この最終処分場ですが、現時点でわが国には候補地がない状況です。そのため国において最終処分法に基づく基本方針が改定されています。文献調査開始に向けて新たなプロセスが追加されています。

  1. 国による科学的特性マップの公表。
  2. 対話活動の実施。
  3. 自治体からの応募と複数地域に対して国から申し入れを実施。

勿論、各調査段階において地元自治体の意見を聴き、これを十分に尊重することにしています。ですから地元自治体が反対の場合は次の段階には進まないことになります。

では今日公表された「科学的特性マップ」の要件と基準、地域特性については次の通りです。

要件と基準。火山の近傍、活断層の近傍、隆起と浸食が大きい範囲、地温が高い範囲などが一つでもある場合は、好ましくない特性があると推定します。
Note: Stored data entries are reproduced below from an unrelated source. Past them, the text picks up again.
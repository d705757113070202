//! Token grammar of the arena stream.
//!
//! The agent forwards the raw response body in arbitrary slices. Tokens look
//! like `a0:"text"`, `b2:[{"type":"image","image":"..."}]` or
//! `ad:{"finishReason":"stop"}`, where the leading `a`/`b` is the
//! participant marker. Slices may cut tokens anywhere, so matching is retried
//! on the unconsumed tail after every append.

use std::sync::LazyLock;

use regex::Regex;
use serde_json::Value;

/// Consumed prefix length that triggers buffer compaction.
const COMPACT_THRESHOLD: usize = 4096;

#[allow(clippy::expect_used, reason = "Static regex patterns are known to be valid")]
static TEXT_RE: LazyLock<Regex> =
    LazyLock::new(|| Regex::new(r#"[ab]0:"((?:\\.|[^"\\])*)""#).expect("text regex is valid"));

#[allow(clippy::expect_used, reason = "Static regex patterns are known to be valid")]
static TEXT_START_RE: LazyLock<Regex> =
    LazyLock::new(|| Regex::new(r#"[ab]0:""#).expect("text start regex is valid"));

#[allow(clippy::expect_used, reason = "Static regex patterns are known to be valid")]
static IMAGE_START_RE: LazyLock<Regex> =
    LazyLock::new(|| Regex::new(r"[ab]2:\[").expect("image regex is valid"));

#[allow(clippy::expect_used, reason = "Static regex patterns are known to be valid")]
static FINISH_START_RE: LazyLock<Regex> =
    LazyLock::new(|| Regex::new(r#"[ab]d:\{"#).expect("finish regex is valid"));

#[allow(clippy::expect_used, reason = "Static regex patterns are known to be valid")]
static ERROR_START_RE: LazyLock<Regex> =
    LazyLock::new(|| Regex::new(r#"\{\s*"error""#).expect("error regex is valid"));

#[allow(clippy::expect_used, reason = "Static regex patterns are known to be valid")]
static CHALLENGE_RE: LazyLock<Regex> = LazyLock::new(|| {
    Regex::new(r"(?i)<title>Just a moment\.\.\.</title>|Enable JavaScript and cookies to continue")
        .expect("challenge regex is valid")
});

/// Default finish reason when a finish token carries none.
pub const DEFAULT_FINISH_REASON: &str = "stop";

/// A decoded token.
#[derive(Debug, Clone, PartialEq, Eq)]
pub enum Token {
    Content(String),
    Finish(String),
}

/// Condition that ends the stream before the sentinel.
#[derive(Debug, Clone, PartialEq, Eq)]
pub enum Interrupt {
    /// Human-verification interstitial
    Challenge,
    /// Inline `{"error": ...}` object; carries the error text
    ErrorObject(String),
}

#[derive(Debug, Clone, Copy, PartialEq, Eq)]
enum TokenKind {
    Text,
    Image,
    Finish,
}

/// Earliest token candidate in the unconsumed region.
enum Candidate {
    /// Complete token spanning `..end` of the region
    Complete { kind: TokenKind, end: usize, body: Body },
    /// Token start is present but its body has not fully arrived
    Incomplete,
}

enum Body {
    Text(String),
    Json(Value),
    Malformed(String),
}

/// Append-only text buffer with a read cursor.
#[derive(Debug, Default)]
pub struct Scanner {
    buffer: String,
    cursor: usize,
}

impl Scanner {
    pub fn new() -> Self {
        Self::default()
    }

    pub fn push(&mut self, text: &str) {
        self.buffer.push_str(text);
    }

    /// Text not yet consumed by a token.
    pub fn unconsumed(&self) -> &str {
        &self.buffer[self.cursor..]
    }

    /// Check the unconsumed region for a challenge page or an inline error.
    ///
    /// An error object that is still incomplete is not reported; it will be
    /// seen again once more text arrives.
    pub fn detect_interrupt(&self) -> Option<Interrupt> {
        let region = self.unconsumed();
        if CHALLENGE_RE.is_match(region) {
            return Some(Interrupt::Challenge);
        }

        for start in ERROR_START_RE.find_iter(region).map(|m| m.start()) {
            let mut values = serde_json::Deserializer::from_str(&region[start..]).into_iter::<Value>();
            if let Some(Ok(value)) = values.next() {
                let message = match value.get("error") {
                    Some(Value::String(s)) => s.clone(),
                    Some(other) => other.to_string(),
                    None => continue,
                };
                return Some(Interrupt::ErrorObject(message));
            }
        }
        None
    }

    /// Next complete token in buffer order.
    ///
    /// Malformed tokens and empty text are consumed and skipped. Returns
    /// `None` when no complete token is left.
    pub fn next_token(&mut self) -> Option<Token> {
        loop {
            let (kind, end, body) = match self.earliest_candidate()? {
                Candidate::Complete { kind, end, body } => (kind, end, body),
                Candidate::Incomplete => return None,
            };
            self.cursor += end;
            let token = decode_token(kind, body);
            self.compact();
            if token.is_some() {
                return token;
            }
        }
    }

    /// Leftmost token start over all token classes.
    ///
    /// A text token that has started but not closed blocks everything after
    /// it, so markers quoted inside its body are never taken as tokens.
    fn earliest_candidate(&self) -> Option<Candidate> {
        let region = self.unconsumed();

        let text = TEXT_START_RE.find(region).map(|m| (m.start(), TokenKind::Text));
        let image = IMAGE_START_RE.find(region).map(|m| (m.start(), TokenKind::Image));
        let finish = FINISH_START_RE.find(region).map(|m| (m.start(), TokenKind::Finish));

        let (start, kind) = [text, image, finish].into_iter().flatten().min_by_key(|(start, _)| *start)?;

        if kind == TokenKind::Text {
            let Some(caps) = TEXT_RE.captures(&region[start..]) else {
                return Some(Candidate::Incomplete);
            };
            let (Some(whole), Some(body)) = (caps.get(0), caps.get(1)) else {
                return Some(Candidate::Incomplete);
            };
            if whole.start() != 0 {
                return Some(Candidate::Incomplete);
            }
            return Some(Candidate::Complete {
                kind,
                end: start + whole.end(),
                body: Body::Text(body.as_str().to_string()),
            });
        }

        // Marker is two bytes plus ':'; the JSON value starts right after it.
        let json_start = start + 3;
        let mut values = serde_json::Deserializer::from_str(&region[json_start..]).into_iter::<Value>();
        Some(match values.next() {
            Some(Ok(value)) => Candidate::Complete {
                kind,
                end: json_start + values.byte_offset(),
                body: Body::Json(value),
            },
            Some(Err(e)) if e.is_eof() => Candidate::Incomplete,
            Some(Err(e)) => Candidate::Complete { kind, end: json_start, body: Body::Malformed(e.to_string()) },
            None => Candidate::Incomplete,
        })
    }

    fn compact(&mut self) {
        if self.cursor >= COMPACT_THRESHOLD && self.cursor * 2 >= self.buffer.len() {
            self.buffer.drain(..self.cursor);
            self.cursor = 0;
        }
    }
}

fn decode_token(kind: TokenKind, body: Body) -> Option<Token> {
    let value = match body {
        Body::Text(escaped) => {
            return match serde_json::from_str::<String>(&format!("\"{escaped}\"")) {
                Ok(text) if !text.is_empty() => Some(Token::Content(text)),
                Ok(_) => None,
                Err(e) => {
                    tracing::warn!("Skipping text token with bad escape: {}", e);
                    None
                },
            };
        },
        Body::Malformed(reason) => {
            tracing::warn!("Skipping malformed {:?} token: {}", kind, reason);
            return None;
        },
        Body::Json(value) => value,
    };

    match kind {
        TokenKind::Image => {
            let first = value.as_array()?.first()?;
            if first.get("type").and_then(Value::as_str) != Some("image") {
                return None;
            }
            let url = first.get("image").and_then(Value::as_str)?;
            Some(Token::Content(format!("![Image]({url})")))
        },
        TokenKind::Finish => {
            let Some(reason) = value.get("finishReason") else {
                tracing::debug!("Ignoring d-token without finishReason");
                return None;
            };
            let reason = reason.as_str().unwrap_or(DEFAULT_FINISH_REASON);
            Some(Token::Finish(reason.to_string()))
        },
        TokenKind::Text => None,
    }
}

/// True if `text` contains a human-verification page marker.
pub fn is_challenge(text: &str) -> bool {
    CHALLENGE_RE.is_match(text)
}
また油田、ガス田、炭田のある範囲に該当する場合も好ましくない特性があると推定します。

いずれにも該当しない場合は、好ましい特性が確認できる可能性が相対的に高いと推定され、海岸からの距離が短い範囲に該当する場合は、輸送面でも好ましいと推定されることになります。

そのため今日、公表されたマップは海岸部の特性が高いということで、好ましい特性が確認できる可能性が相対的に高いと評価されています。

いずれにしてもわが国においては最終処分場の候補地点もまだなく、今日が科学的特性マップを公表した初日なので、100年先に向けて国が動き出したことになります。